Tag archives for Anders Borg

Time to grow your own food

The Easter weekend is on its last day and finally the green buds, swelling on every tree and bush, have started to burst into leaves. For those of us who dream about a garden full of vegetables and other edible stuff, this is the time to get busy.

Rhubarb

One of our rhubarb plants has woken up from its winter sleep.

There can’t really be more locally produced food that the things growing outside your own window, and growing your own veggies has become a bit of a trend – recently even Sweden’s Minister for Finance Anders Borg talked about how satisfied he is to be almost self-supporting on vegetables from his own garden during the summer season.

I live in a flat, but not having my own garden hasn’t stopped me. The last few years, with a rising awareness about sustainability and food production, more and more people have started to grow food between block of flats in Sweden’s cities. Where I live, we are a few neighbours growing things like rhubarb, squash, carrots, lettuce and garlic between the houses. Cultivating the earth together doesn’t only make it easier to get through the summer months, when many go away for holidays just when the plants are in desperate need of water and care – it’s also much more fun than doing it alone.
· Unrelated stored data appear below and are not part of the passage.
/// Applies a [`ShellAction`] to the kernel state and collects side effects.
///
/// # Errors
///
/// Returns a [`KernelError`] when an action's direct target (window, desktop,
/// group) is not present. Degenerate inputs inside an otherwise valid action
/// degrade to no-ops with [`KernelIncident`] reports instead.
pub fn reduce_shell(
    state: &mut ShellState,
    interaction: &mut InteractionState,
    action: ShellAction,
) -> Result<Vec<KernelEffect>, KernelError> {
    let mut effects = Vec::new();
    match action {
        ShellAction::OpenWindow(registration) => {
            if registration.single_instance {
                let existing = state
                    .windows
                    .iter()
                    .find(|w| w.app_id == registration.app_id)
                    .map(|w| w.id);
                if let Some(window_id) = existing {
                    focus_window(state, window_id);
                    effects.push(KernelEffect::EmitLifecycle {
                        window_id,
                        event: AppLifecycleEvent::Focused,
                    });
                    effects.push(KernelEffect::FocusWindowInput(window_id));
                    return Ok(effects);
                }
            }

            let window_id = next_window_id(state);
            let cascade = ((window_id.0 as i32) - 1) % 8 * 20;
            let rect = registration
                .default_geometry
                .map(|(x, y, w, h)| WindowRect { x, y, w, h })
                .unwrap_or(WindowRect {
                    x: 40 + cascade,
                    y: 48 + cascade,
                    w: DEFAULT_WINDOW_WIDTH,
                    h: DEFAULT_WINDOW_HEIGHT,
                })
                .clamped_min(MIN_WINDOW_WIDTH, MIN_WINDOW_HEIGHT);
            let record = WindowRecord {
                id: window_id,
                app_id: registration.app_id,
                title: registration.title,
                rect,
                restore_rect: None,
                z_index: 0,
                is_focused: false,
                state: WindowState::Normal,
                desktop_id: state.active_desktop,
                group_id: None,
                tab_group_id: None,
                flags: WindowFlags {
                    resizable: registration.resizable,
                    always_on_top: registration.always_on_top,
                    single_instance: registration.single_instance,
                },
                render_target: registration.render_target,
            };
            state.windows.push(record);
            focus_window(state, window_id);
            effects.push(KernelEffect::EmitLifecycle {
                window_id,
                event: AppLifecycleEvent::Mounted,
            });
            effects.push(KernelEffect::FocusWindowInput(window_id));
        }
        ShellAction::CloseWindow { window_id } => {
            if state.window(window_id).is_none() {
                return Err(KernelError::WindowNotFound);
            }
            effects.push(KernelEffect::EmitLifecycle {
                window_id,
                event: AppLifecycleEvent::Closing,
            });
            remove_from_window_group(state, window_id);
            remove_from_tab_group(state, window_id);
            state.windows.retain(|w| w.id != window_id);
            if let Some(session) = interaction.dragging.as_ref() {
                if session.window_id == window_id {
                    interaction.dragging = None;
                }
            }
        }
        ShellAction::FocusWindow { window_id } => {
            if !focus_window(state, window_id) {
                return Err(KernelError::WindowNotFound);
            }
            activate_owning_tab(state, window_id);
            effects.push(KernelEffect::EmitLifecycle {
                window_id,
                event: AppLifecycleEvent::Focused,
            });
            effects.push(KernelEffect::FocusWindowInput(window_id));
        }
        ShellAction::ToggleWindow { window_id } => {
            let focused = state.focused_window_id() == Some(window_id);
            let window = state.window(window_id).ok_or(KernelError::WindowNotFound)?;
            if window.minimized() {
                return reduce_shell(state, interaction, ShellAction::RestoreWindow { window_id });
            }
            if focused && window.state == WindowState::Normal {
                return reduce_shell(
                    state,
                    interaction,
                    ShellAction::MinimizeWindow { window_id },
                );
            }
            return reduce_shell(state, interaction, ShellAction::FocusWindow { window_id });
        }
        ShellAction::MinimizeWindow { window_id } => {
            let window = find_window_mut(state, window_id)?;
            if window.state == WindowState::Normal {
                window.state = WindowState::Minimized;
                window.is_focused = false;
            }
        }
        ShellAction::RestoreWindow { window_id } => {
            let window = find_window_mut(state, window_id)?;
            restore_window(window);
            focus_window(state, window_id);
            effects.push(KernelEffect::EmitLifecycle {
                window_id,
                event: AppLifecycleEvent::Focused,
            });
        }
        ShellAction::MaximizeWindow {
            window_id,
            viewport,
        } => {
            let window = find_window_mut(state, window_id)?;
            if window.state == WindowState::Normal {
                save_restore_rect(window);
                window.rect = viewport.clamped_min(MIN_WINDOW_WIDTH, MIN_WINDOW_HEIGHT);
                window.state = WindowState::Maximized;
                focus_window(state, window_id);
            }
        }
        ShellAction::SnapWindow {
            window_id,
            zone,
            viewport,
        } => {
            if state.window(window_id).is_none() {
                return Err(KernelError::WindowNotFound);
            }
            if zone == SnapZone::Maximize {
                return reduce_shell(
                    state,
                    interaction,
                    ShellAction::MaximizeWindow {
                        window_id,
                        viewport,
                    },
                );
            }
            apply_snap(state, window_id, zone, viewport);
        }
        ShellAction::UnsnapWindow { window_id } => {
            let window = find_window_mut(state, window_id)?;
            if matches!(window.state, WindowState::Snapped(_)) {
                restore_window(window);
            }
        }
        ShellAction::TogglePip { window_id } => {
            let window = find_window_mut(state, window_id)?;
            match window.state {
                WindowState::Normal => {
                    save_restore_rect(window);
                    window.state = WindowState::Pip;
                    focus_window(state, window_id);
                }
                WindowState::Pip => {
                    restore_window(window);
                }
                _ => {}
            }
        }
        ShellAction::CycleFocus => {
            let visible: Vec<WindowId> = state
                .visible_windows()
                .iter()
                .filter(|w| !w.minimized())
                .map(|w| w.id)
                .collect();
            if visible.len() > 1 {
                // Bottom of the stack comes next, so repeated cycling rotates.
                let next = visible[0];
                focus_window(state, next);
                effects.push(KernelEffect::EmitLifecycle {
                    window_id: next,
                    event: AppLifecycleEvent::Focused,
                });
                effects.push(KernelEffect::FocusWindowInput(next));
            }
        }
        ShellAction::SwitchDesktop { desktop_id } => {
            if !state.desktops.iter().any(|d| d.id == desktop_id) {
                return Err(KernelError::DesktopNotFound);
            }
            for desktop in &mut state.desktops {
                desktop.is_active = desktop.id == desktop_id;
            }
            state.active_desktop = desktop_id;
        }
        ShellAction::CreateDesktop { name, wallpaper_id } => {
            let id = DesktopId(state.next_desktop_id);
            state.next_desktop_id = state.next_desktop_id.saturating_add(1);
            state.desktops.push(VirtualDesktop {
                id,
                name,
                wallpaper_id,
                is_active: false,
            });
        }
        ShellAction::RenameDesktop { desktop_id, name } => {
            find_desktop_mut(state, desktop_id)?.name = name;
        }
        ShellAction::SetWallpaper {
            desktop_id,
            wallpaper_id,
        } => {
            find_desktop_mut(state, desktop_id)?.wallpaper_id = wallpaper_id;
        }
        ShellAction::MoveWindowToDesktop {
            window_id,
            desktop_id,
        } => {
            if !state.desktops.iter().any(|d| d.id == desktop_id) {
                return Err(KernelError::DesktopNotFound);
            }
            find_window_mut(state, window_id)?.desktop_id = desktop_id;
        }
        ShellAction::CreateWindowGroup {
            name,
            window_ids,
            layout,
            viewport,
        } => {
            let members = resolve_member_ids(state, &window_ids, &mut effects);
            if members.is_empty() {
                return Ok(effects);
            }
            // A window belongs to at most one window group; leave the old
            // one before joining, so its member list holds no stale ids.
            for &member in &members {
                remove_from_window_group(state, member);
            }
            let id = GroupId(state.next_group_id);
            state.next_group_id = state.next_group_id.saturating_add(1);
            state.group_creation_counter = state.group_creation_counter.saturating_add(1);
            for window in &mut state.windows {
                if members.contains(&window.id) {
                    window.group_id = Some(id);
                }
            }
            state.groups.push(WindowGroup {
                id,
                name,
                members,
                layout,
                created_order: state.group_creation_counter,
            });
            apply_group_layout(state, id, viewport);
        }
        ShellAction::SetGroupLayout {
            group_id,
            layout,
            viewport,
        } => {
            let group = state
                .groups
                .iter_mut()
                .find(|g| g.id == group_id)
                .ok_or(KernelError::GroupNotFound)?;
            group.layout = layout;
            apply_group_layout(state, group_id, viewport);
        }
        ShellAction::DissolveWindowGroup { group_id } => {
            if !state.groups.iter().any(|g| g.id == group_id) {
                return Err(KernelError::GroupNotFound);
            }
            for window in &mut state.windows {
                if window.group_id == Some(group_id) {
                    window.group_id = None;
                }
            }
            state.groups.retain(|g| g.id != group_id);
        }
        ShellAction::CreateTabGroup { window_ids } => {
            let members = resolve_member_ids(state, &window_ids, &mut effects);
            // A single-slot stack needs at least two windows to stack.
            if members.len() < 2 {
                return Ok(effects);
            }
            for &member in &members {
                remove_from_tab_group(state, member);
            }
            let id = TabGroupId(state.next_tab_group_id);
            state.next_tab_group_id = state.next_tab_group_id.saturating_add(1);
            let active_tab = members[0];
            for window in &mut state.windows {
                if members.contains(&window.id) {
                    window.tab_group_id = Some(id);
                }
            }
            state.tab_groups.push(TabGroup {
                id,
                members,
                active_tab,
            });
            focus_window(state, active_tab);
        }
        ShellAction::ActivateTab {
            tab_group_id,
            window_id,
        } => {
            let group = state
                .tab_groups
                .iter_mut()
                .find(|t| t.id == tab_group_id)
                .ok_or(KernelError::TabGroupNotFound)?;
            if !group.members.contains(&window_id) {
                effects.push(KernelEffect::Report(
                    KernelIncident::UnresolvedWindowReference(window_id),
                ));
                return Ok(effects);
            }
            group.active_tab = window_id;
            focus_window(state, window_id);
            effects.push(KernelEffect::EmitLifecycle {
                window_id,
                event: AppLifecycleEvent::Focused,
            });
        }
        ShellAction::DetachTab { window_id } => {
            if state.window(window_id).is_none() {
                return Err(KernelError::WindowNotFound);
            }
            remove_from_tab_group(state, window_id);
        }
        ShellAction::BeginDrag { window_id, pointer } => {
            let Some(window) = state.window(window_id) else {
                return Ok(effects);
            };
            // Minimized and maximized windows are excluded from drag/snap.
            if matches!(
                window.state,
                WindowState::Normal | WindowState::Snapped(_) | WindowState::Pip
            ) {
                focus_window(state, window_id);
                interaction.dragging = Some(DragSession {
                    window_id,
                    started_at: pointer,
                    pointer,
                    candidate_zone: None,
                });
            }
        }
        ShellAction::UpdateDrag { pointer, container } => {
            if let Some(session) = interaction.dragging.as_mut() {
                session.pointer = pointer;
                // Preview only; the window itself is untouched until drop.
                session.candidate_zone = container
                    .contains(pointer)
                    .then(|| zone_for_pointer(pointer, container));
            }
        }
        ShellAction::EndDrag { container } => {
            // The session never outlives one gesture, commit or cancel.
            if let Some(session) = interaction.dragging.take() {
                if let Some(zone) = session.candidate_zone {
                    apply_snap(state, session.window_id, zone, container);
                }
            }
        }
        ShellAction::CancelDrag => {
            interaction.dragging = None;
        }
    }

    normalize_window_stack(state);
    Ok(effects)
}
Others who share this belief and who have taken the idea of collective food production to a higher level, is Folkodlingen (“the people’s cultivation”) in Skarpnäck. Skarpnäck is one of Stockholm’s suburbs,

Garlic

The garlic we planted last September.

and here a group of people have started producing vegetables and fruit both at an allotment and in a “garden park”, a place that will both be a nice place to hang out in and at the same time produce edible plants. Within this group there are some trained gardeners, but it’s open for everyone who wants to join and learn.

Recently I went to the Multicultural centre in Botkyrka here in Stockholm. It’s a cultural centre arranging a lot of interesting exhibitions and seminars. This time the name of the exhibition is Tillsammans (Together), looking at the problems humanity is facing, as climate change, food production, and human rights violations, and investigating how we could solve these problems together instead of confronting them alone.

One section spotlights the Skarpnäck community garden, and in one of the texts a woman called Lena explains why she joined the group.
– I thought it was a brilliant idea, since I think we need to grow food in every backyard and green space in the city. Oil and transport prices get higher and higher. We have to shift into more local production, importing tomatoes from Italy is just insane. And growing food together with others is just so much better than doing it alone.

The garden park fruits and berries will be available for anyone who wants to eat them and now the group is negotiating with the local public administration to get access to more unused public land.

Tillsammans-exhibition-at-Botkyrka-Multicultural-Centre

The exhibition Together, here about the community garden project in Skarpnäck, Stockholm.